The Numbers Behind China’s Declining Wine Demand
The recent data destroys any remaining hope that removing tariffs would restore momentum. After Australian tariffs were lifted in 2024, there was brief optimism that pent-up demand would return. Instead, the first seven months of 2025 saw volumes crater 33% year-over-year, as Vinetur and related sources track.
The market briefly paused its decline when one obstacle was removed, then resumed falling, proving that tariffs were a convenient excuse for weakness driven by much deeper problems.
Per-capita consumption at roughly half a liter annually, as OIV estimates, represents the kind of number that makes sustained wine market economics impossible. Local press confirms approximately 0.6 liters for recent years, as Vino Joy News notes, validating that this isn’t measurement error but reflects genuine consumption that’s fallen to levels China last saw over a decade ago.
You simply cannot support the import infrastructure, distribution networks, and marketing expenses required for a functioning wine market on consumption this low.

Why Global Brands Are Losing Their Hold on China
The fundamental miscalculation was assuming Chinese consumers would adopt Western drinking patterns as they got wealthier. Instead, rising prosperity has allowed them to premiumize within categories they already preferred.
IWSR identifies the structural forces working against wine to be moderation trends, changing occasions, competition from cocktails and whisky, premiumization in other categories, all of which are playing out exactly as described in China.
Young professionals who could afford imported wine are choosing Japanese whisky and craft cocktails instead, products that fit better with how Chinese people actually socialize and drink.
The collapse of aspirational gifting removed what had been wine’s strongest use case even when regular consumption remained minimal.

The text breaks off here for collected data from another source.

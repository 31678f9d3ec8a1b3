//! Paths of the installed tree, derived from one sandbox root.

use anyhow::{Context, Result};
use camino::{Utf8Path, Utf8PathBuf};

use crate::core::fs::ensure_dir;

pub const MARKER_FILE: &str = ".sandroot_version";
pub const ETC_VERSION_FILE: &str = "sandroot-version";

#[derive(Debug, thiserror::Error, PartialEq, Eq)]
pub enum LayoutError {
    #[error("home directory {home} must not be inside prefix {prefix}")]
    HomeInsidePrefix { home: Utf8PathBuf, prefix: Utf8PathBuf },
}

/// Every persisted location under the sandbox root.
///
/// `prefix` and `home` are siblings; scripts and identity files rely on that.
#[derive(Debug, Clone, PartialEq, Eq)]
pub struct SandboxLayout {
    root: Utf8PathBuf,
    prefix: Utf8PathBuf,
    home: Utf8PathBuf,
}

impl SandboxLayout {
    /// Standard layout: `<root>/usr` and `<root>/home`.
    ///
    /// # Errors
    /// Never fails for the standard layout; the signature matches [`Self::with_paths`].
    pub fn new(root: impl Into<Utf8PathBuf>) -> Result<Self, LayoutError> {
        let root = root.into();
        let prefix = root.join("usr");
        let home = root.join("home");
        Self::with_paths(root, prefix, home)
    }

    /// Layout with explicit prefix and home directories.
    ///
    /// # Errors
    /// Returns [`LayoutError::HomeInsidePrefix`] when `home` equals or nests inside `prefix`.
    pub fn with_paths(
        root: impl Into<Utf8PathBuf>,
        prefix: impl Into<Utf8PathBuf>,
        home: impl Into<Utf8PathBuf>,
    ) -> Result<Self, LayoutError> {
        let prefix = prefix.into();
        let home = home.into();
        if home.starts_with(&prefix) {
            return Err(LayoutError::HomeInsidePrefix { home, prefix });
        }
        Ok(Self {
            root: root.into(),
            prefix,
            home,
        })
    }

    #[must_use]
    pub fn root(&self) -> &Utf8Path {
        &self.root
    }

    #[must_use]
    pub fn prefix(&self) -> &Utf8Path {
        &self.prefix
    }

    #[must_use]
    pub fn home(&self) -> &Utf8Path {
        &self.home
    }

    #[must_use]
    pub fn bin(&self) -> Utf8PathBuf {
        self.prefix.join("bin")
    }

    #[must_use]
    pub fn lib(&self) -> Utf8PathBuf {
        self.prefix.join("lib")
    }

    #[must_use]
    pub fn etc(&self) -> Utf8PathBuf {
        self.prefix.join("etc")
    }

    #[must_use]
    pub fn tmp(&self) -> Utf8PathBuf {
        self.prefix.join("tmp")
    }

    #[must_use]
    pub fn var(&self) -> Utf8PathBuf {
        self.prefix.join("var")
    }

    #[must_use]
    pub fn share(&self) -> Utf8PathBuf {
        self.prefix.join("share")
    }

    /// The checked idempotency marker.
    #[must_use]
    pub fn version_marker(&self) -> Utf8PathBuf {
        self.prefix.join(MARKER_FILE)
    }

    /// Human-readable copy of the installed version under `etc`.
    #[must_use]
    pub fn etc_version(&self) -> Utf8PathBuf {
        self.etc().join(ETC_VERSION_FILE)
    }

    /// Spool directory shared by generated wrappers and the in-process API channel.
    #[must_use]
    pub fn api_spool(&self) -> Utf8PathBuf {
        self.tmp().join("api-requests")
    }

    /// Create the directory skeleton of the installed tree.
    ///
    /// # Errors
    /// Returns an error when any directory cannot be created.
    pub fn ensure_dirs(&self) -> Result<()> {
        let dirs = [
            self.prefix.clone(),
            self.bin(),
            self.lib(),
            self.etc(),
            self.tmp(),
            self.var(),
            self.share(),
            self.home.clone(),
        ];
        for dir in &dirs {
            ensure_dir(dir.as_std_path()).with_context(|| format!("failed to create {dir}"))?;
        }
        Ok(())
    }
}

#[cfg(test)]
mod tests {
    use super::*;

    #[test]
    fn standard_layout_keeps_home_beside_prefix() {
        let layout = SandboxLayout::new("/data/files").expect("layout");
        assert_eq!(layout.prefix(), "/data/files/usr");
        assert_eq!(layout.home(), "/data/files/home");
        assert_eq!(layout.bin(), "/data/files/usr/bin");
        assert_eq!(layout.version_marker(), "/data/files/usr/.sandroot_version");
        assert_eq!(layout.etc_version(), "/data/files/usr/etc/sandroot-version");
    }

    #[test]
    fn home_nested_in_prefix_is_rejected() {
        let err = SandboxLayout::with_paths("/r", "/r/usr", "/r/usr/home").expect_err("nested");
        assert!(matches!(err, LayoutError::HomeInsidePrefix { .. }));
        let err = SandboxLayout::with_paths("/r", "/r/usr", "/r/usr").expect_err("alias");
        assert!(err.to_string().contains("must not be inside prefix"));
    }

    #[test]
    fn sibling_with_shared_name_prefix_is_allowed() {
        let layout = SandboxLayout::with_paths("/r", "/r/usr", "/r/usr-home").expect("layout");
        assert_eq!(layout.home(), "/r/usr-home");
    }

    #[test]
    fn ensure_dirs_creates_skeleton() {
        let temp = tempfile::tempdir().expect("tempdir");
        let root = Utf8PathBuf::from_path_buf(temp.path().to_path_buf()).expect("utf8");
        let layout = SandboxLayout::new(root).expect("layout");
        layout.ensure_dirs().expect("dirs");
        layout.ensure_dirs().expect("idempotent");
        for dir in [layout.bin(), layout.lib(), layout.etc(), layout.tmp(), layout.var(), layout.share()] {
            assert!(dir.is_dir(), "{dir} missing");
        }
        assert!(layout.home().is_dir());
    }
}
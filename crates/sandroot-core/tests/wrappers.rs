mod common;

use std::fs;
use std::process::Command;
use std::thread;
use std::time::Duration;

use common::Sandbox;
use sandroot_core::commands::{ApiRequest, ResultFileReceiver};
use sandroot_core::{CancelToken, Installer, LocalBundleSource, NullSink};

fn installed(sandbox: &Sandbox) -> Installer {
    let config = sandbox.config().with_dispatch_wait(Duration::from_millis(800));
    let installer = Installer::with_source(config, Box::new(LocalBundleSource::new(&sandbox.bundle)))
        .expect("installer");
    installer
        .install(&mut NullSink, &CancelToken::new())
        .expect("install");
    installer
}

#[test]
fn shell_wrapper_round_trips_through_the_receiver() {
    let Ok(bash) = which::which("bash") else {
        return;
    };
    let sandbox = Sandbox::new();
    let installer = installed(&sandbox);
    let layout = installer.layout();
    let receiver = ResultFileReceiver::new(layout.api_spool(), layout.tmp());
    let cancel = CancelToken::new();
    let server = {
        let cancel = cancel.clone();
        thread::spawn(move || {
            let handler = |request: &ApiRequest| Some(format!("{}:{}", request.method, request.args));
            receiver.serve_until(&handler, &cancel, Duration::from_millis(10));
        })
    };

    let output = Command::new(&bash)
        .arg(sandbox.bin().join("termux-toast"))
        .args(["hello", "world"])
        .output()
        .expect("run wrapper");
    cancel.cancel();
    server.join().expect("receiver");

    assert!(output.status.success());
    assert_eq!(String::from_utf8_lossy(&output.stdout), "toast:hello world");
}

#[test]
fn unanswered_wrapper_prints_nothing_and_withdraws_request() {
    let Ok(bash) = which::which("bash") else {
        return;
    };
    let sandbox = Sandbox::new();
    let installer = installed(&sandbox);

    let output = Command::new(&bash)
        .arg(sandbox.bin().join("termux-battery-status"))
        .output()
        .expect("run wrapper");
    assert!(output.status.success());
    assert!(output.stdout.is_empty());
    let pending = fs::read_dir(installer.layout().api_spool())
        .expect("spool")
        .count();
    assert_eq!(pending, 0);
}
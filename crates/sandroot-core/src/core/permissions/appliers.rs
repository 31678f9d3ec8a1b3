use std::fs;
use std::os::unix::fs::PermissionsExt;
use std::path::{Path, PathBuf};
use std::process::{Command, Stdio};

use anyhow::{bail, Context, Result};

/// One way of setting a mode on a path. Implementations may report success without the
/// filesystem honoring it; callers verify afterwards.
pub trait PermissionApplier: Send + Sync {
    fn name(&self) -> &'static str;

    /// # Errors
    /// Returns an error when the mechanism itself fails.
    fn apply(&self, path: &Path, mode: u32) -> Result<()>;
}

/// `chmod(2)` through `std::fs::set_permissions`.
#[derive(Debug, Default, Clone, Copy)]
pub struct ModeSyscall;

impl PermissionApplier for ModeSyscall {
    fn name(&self) -> &'static str {
        "mode-syscall"
    }

    fn apply(&self, path: &Path, mode: u32) -> Result<()> {
        fs::set_permissions(path, fs::Permissions::from_mode(mode))
            .with_context(|| format!("set_permissions failed for {}", path.display()))
    }
}

/// The external `chmod` binary.
#[derive(Debug, Clone)]
pub struct ChmodCommand {
    program: PathBuf,
}

impl ChmodCommand {
    #[must_use]
    pub fn new(program: impl Into<PathBuf>) -> Self {
        Self {
            program: program.into(),
        }
    }

    /// Find `chmod` on `PATH`.
    #[must_use]
    pub fn locate() -> Option<Self> {
        which::which("chmod").ok().map(Self::new)
    }
}

impl PermissionApplier for ChmodCommand {
    fn name(&self) -> &'static str {
        "chmod-command"
    }

    fn apply(&self, path: &Path, mode: u32) -> Result<()> {
        let mut command = Command::new(&self.program);
        if path.is_dir() {
            command.arg("-R");
        }
        let status = command
            .arg(format!("{mode:o}"))
            .arg(path)
            .stdin(Stdio::null())
            .stdout(Stdio::null())
            .stderr(Stdio::null())
            .status()
            .with_context(|| format!("failed to spawn {}", self.program.display()))?;
        if !status.success() {
            bail!("{} exited with {status}", self.program.display());
        }
        Ok(())
    }
}

/// Read-modify-write of the existing mode, adding the requested bits.
#[derive(Debug, Default, Clone, Copy)]
pub struct AttributeBits;

impl PermissionApplier for AttributeBits {
    fn name(&self) -> &'static str {
        "attribute-bits"
    }

    fn apply(&self, path: &Path, mode: u32) -> Result<()> {
        let meta = fs::metadata(path).with_context(|| format!("failed to stat {}", path.display()))?;
        let mut perms = meta.permissions();
        perms.set_mode((perms.mode() & 0o7777) | mode);
        fs::set_permissions(path, perms)
            .with_context(|| format!("failed to update attributes of {}", path.display()))
    }
}
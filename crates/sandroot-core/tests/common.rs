#![allow(dead_code)]

use std::fs;
use std::io::Write;
use std::path::{Path, PathBuf};

use camino::Utf8PathBuf;
use sandroot_core::{BootstrapConfig, Installer, LocalBundleSource};
use tempfile::TempDir;
use zip::write::FileOptions;
use zip::ZipWriter;

pub const TEST_VERSION: &str = "sandroot-test-1";

pub const MANIFEST: &str = "dash←./bin/sh\n\
libz.so.1.3←./lib/libz.so.1\n\
../../missing←./share/dangling\n\
no separator here\n\
a←b←c\n";

/// A miniature bundle: the two sentinel binaries, a shell, a library, and a manifest.
pub fn write_bundle(dir: &Path) -> PathBuf {
    write_padded_bundle(dir, 0)
}

/// Same bundle plus an uncompressed `share/padding.bin` of `padding` bytes.
pub fn write_padded_bundle(dir: &Path, padding: usize) -> PathBuf {
    let path = dir.join("bundle.zip");
    let file = fs::File::create(&path).expect("create bundle");
    let mut zip = ZipWriter::new(file);
    let options = FileOptions::default();
    zip.add_directory("bin/", options).expect("bin dir");
    for (name, body) in [
        ("bin/bash", "#!/bin/sh\necho bash\n"),
        ("bin/apt", "#!/bin/sh\necho apt\n"),
        ("bin/dash", "#!/bin/sh\necho dash\n"),
        ("lib/libz.so.1.3", "ELF"),
        ("etc/motd", "welcome\n"),
    ] {
        zip.start_file(name, options).expect("start entry");
        zip.write_all(body.as_bytes()).expect("entry body");
    }
    if padding > 0 {
        let stored = FileOptions::default().compression_method(zip::CompressionMethod::Stored);
        zip.start_file("share/padding.bin", stored).expect("padding entry");
        zip.write_all(&vec![0x5a; padding]).expect("padding body");
    }
    zip.start_file("SYMLINKS.txt", options).expect("manifest");
    zip.write_all(MANIFEST.as_bytes()).expect("manifest body");
    zip.finish().expect("finish bundle");
    path
}

pub struct Sandbox {
    pub temp: TempDir,
    pub root: Utf8PathBuf,
    pub bundle: PathBuf,
}

impl Sandbox {
    pub fn new() -> Self {
        let temp = tempfile::tempdir().expect("tempdir");
        let root = Utf8PathBuf::from_path_buf(temp.path().join("files")).expect("utf8 root");
        let bundle = write_bundle(temp.path());
        Self { temp, root, bundle }
    }

    pub fn config(&self) -> BootstrapConfig {
        BootstrapConfig::for_root(self.root.clone()).with_bundle("file:///unused", TEST_VERSION)
    }

    pub fn installer(&self) -> Installer {
        Installer::with_source(self.config(), Box::new(LocalBundleSource::new(&self.bundle)))
            .expect("installer")
    }

    pub fn prefix(&self) -> Utf8PathBuf {
        self.root.join("usr")
    }

    pub fn bin(&self) -> Utf8PathBuf {
        self.prefix().join("bin")
    }
}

Anti-extravagance campaigns and economic slowdown have dulled the status signaling that once made expensive imported wine a prestigious gift, as Reuters notes in explaining Treasury Wine Estates’ struggles.

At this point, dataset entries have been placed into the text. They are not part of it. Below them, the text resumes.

//! Background supervision of one install run.

use std::fmt;
use std::sync::mpsc::Receiver;
use std::thread::JoinHandle;

use serde::Serialize;
use tracing::debug;

use super::progress::ProgressEvent;
use crate::core::cancel::CancelToken;
use crate::core::errors::BootstrapError;

/// Pipeline stages, in execution order.
#[derive(Debug, Clone, Copy, PartialEq, Eq, Serialize)]
#[serde(rename_all = "snake_case")]
pub enum Stage {
    Prepare,
    Download,
    Extract,
    Permissions,
    ActivityManager,
    Commands,
    PackageConfig,
    Identity,
    Finalize,
}

impl Stage {
    #[must_use]
    pub fn as_str(self) -> &'static str {
        match self {
            Self::Prepare => "prepare",
            Self::Download => "download",
            Self::Extract => "extract",
            Self::Permissions => "permissions",
            Self::ActivityManager => "activity-manager",
            Self::Commands => "commands",
            Self::PackageConfig => "package-config",
            Self::Identity => "identity",
            Self::Finalize => "finalize",
        }
    }
}

impl fmt::Display for Stage {
    fn fmt(&self, f: &mut fmt::Formatter<'_>) -> fmt::Result {
        f.write_str(self.as_str())
    }
}

#[derive(Debug, Clone, Copy, PartialEq, Eq, Serialize)]
#[serde(rename_all = "snake_case")]
pub enum InstallOutcome {
    /// The marker already matched; nothing was written.
    AlreadyInstalled,
    Installed,
}

/// Something that keeps the host from suspending while a long install runs.
pub trait KeepAwake: Send + Sync {
    fn acquire(&self);
    fn release(&self);
}

#[derive(Debug, Default, Clone, Copy)]
pub struct NoKeepAwake;

impl KeepAwake for NoKeepAwake {
    fn acquire(&self) {}
    fn release(&self) {}
}

/// Holds a [`KeepAwake`] until dropped, on success and failure alike.
pub struct KeepAwakeGuard<'a> {
    lock: &'a dyn KeepAwake,
}

impl<'a> KeepAwakeGuard<'a> {
    pub fn acquire(lock: &'a dyn KeepAwake) -> Self {
        lock.acquire();
        debug!("keep-awake acquired");
        Self { lock }
    }
}

impl Drop for KeepAwakeGuard<'_> {
    fn drop(&mut self) {
        self.lock.release();
        debug!("keep-awake released");
    }
}

/// A running install: its progress stream, cancellation, and final result.
#[derive(Debug)]
pub struct InstallHandle {
    pub(crate) events: Receiver<ProgressEvent>,
    pub(crate) cancel: CancelToken,
    pub(crate) worker: JoinHandle<Result<InstallOutcome, BootstrapError>>,
}

impl InstallHandle {
    /// Progress events; the stream ends when the worker exits.
    #[must_use]
    pub fn events(&self) -> &Receiver<ProgressEvent> {
        &self.events
    }

    /// Ask the worker to stop at the next stage boundary or download chunk.
    pub fn cancel(&self) {
        self.cancel.cancel();
    }

    #[must_use]
    pub fn cancel_token(&self) -> CancelToken {
        self.cancel.clone()
    }

    #[must_use]
    pub fn is_finished(&self) -> bool {
        self.worker.is_finished()
    }

    /// Wait for the worker.
    ///
    /// # Errors
    /// Returns the pipeline's error, or [`BootstrapError::InstallAborted`] if the worker panicked.
    pub fn join(self) -> Result<InstallOutcome, BootstrapError> {
        self.worker
            .join()
            .unwrap_or_else(|_| {
                Err(BootstrapError::InstallAborted {
                    stage: "worker".to_string(),
                    message: "install worker panicked".to_string(),
                })
            })
    }
}

#[cfg(test)]
mod tests {
    use super::*;
    use std::sync::atomic::{AtomicUsize, Ordering};

    #[derive(Default)]
    struct Counting {
        held: AtomicUsize,
        released: AtomicUsize,
    }

    impl KeepAwake for Counting {
        fn acquire(&self) {
            self.held.fetch_add(1, Ordering::SeqCst);
        }

        fn release(&self) {
            self.released.fetch_add(1, Ordering::SeqCst);
        }
    }

    #[test]
    fn guard_releases_on_early_return() {
        fn fallible(lock: &dyn KeepAwake) -> Result<(), &'static str> {
            let _guard = KeepAwakeGuard::acquire(lock);
            Err("stage failed")
        }
        let lock = Counting::default();
        assert!(fallible(&lock).is_err());
        assert_eq!(lock.held.load(Ordering::SeqCst), 1);
        assert_eq!(lock.released.load(Ordering::SeqCst), 1);
    }

    #[test]
    fn stage_names_are_stable() {
        assert_eq!(Stage::ActivityManager.to_string(), "activity-manager");
        assert_eq!(Stage::Finalize.as_str(), "finalize");
    }
}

Banquets and corporate gifting had driven substantial volume even if Chinese consumers weren’t drinking wine at home, so losing this channel meant losing both the consumption wine never achieved and the special occasion demand it actually had.
Moreover, the distribution economics have deteriorated to the point where even committed players are pulling back. Distributors losing confidence in their ability to sell wine profitably naturally reduce inventory and cut marketing, creating vicious cycles where reduced availability and visibility further undermine whatever consumer interest remains.
Meanwhile, baijiu continues its reign completely unchallenged. Moutai’s 15% revenue growth guidance demonstrates that Chinese consumers happily spend enormous sums on alcohol, just not on wine. This isn’t about economic constraints or luxury fatigue but specific preference for spirits that align with Chinese traditions and social customs in ways wine simply doesn’t and likely never will.
For producers and investors trying to understand what went wrong, the China experience offers painful lessons about the gap between aspirational projections and cultural reality. The assumption that wealth would naturally drive Western consumption patterns ignored how deeply rooted preferences actually are.
The belief that premium positioning and brand building could overcome these preferences underestimated the challenge and the hope that younger generations would embrace wine as they modernized failed to account for those same young consumers choosing cocktails and whisky instead, finding ways to signal sophistication without abandoning drinks that actually fit how they socialize.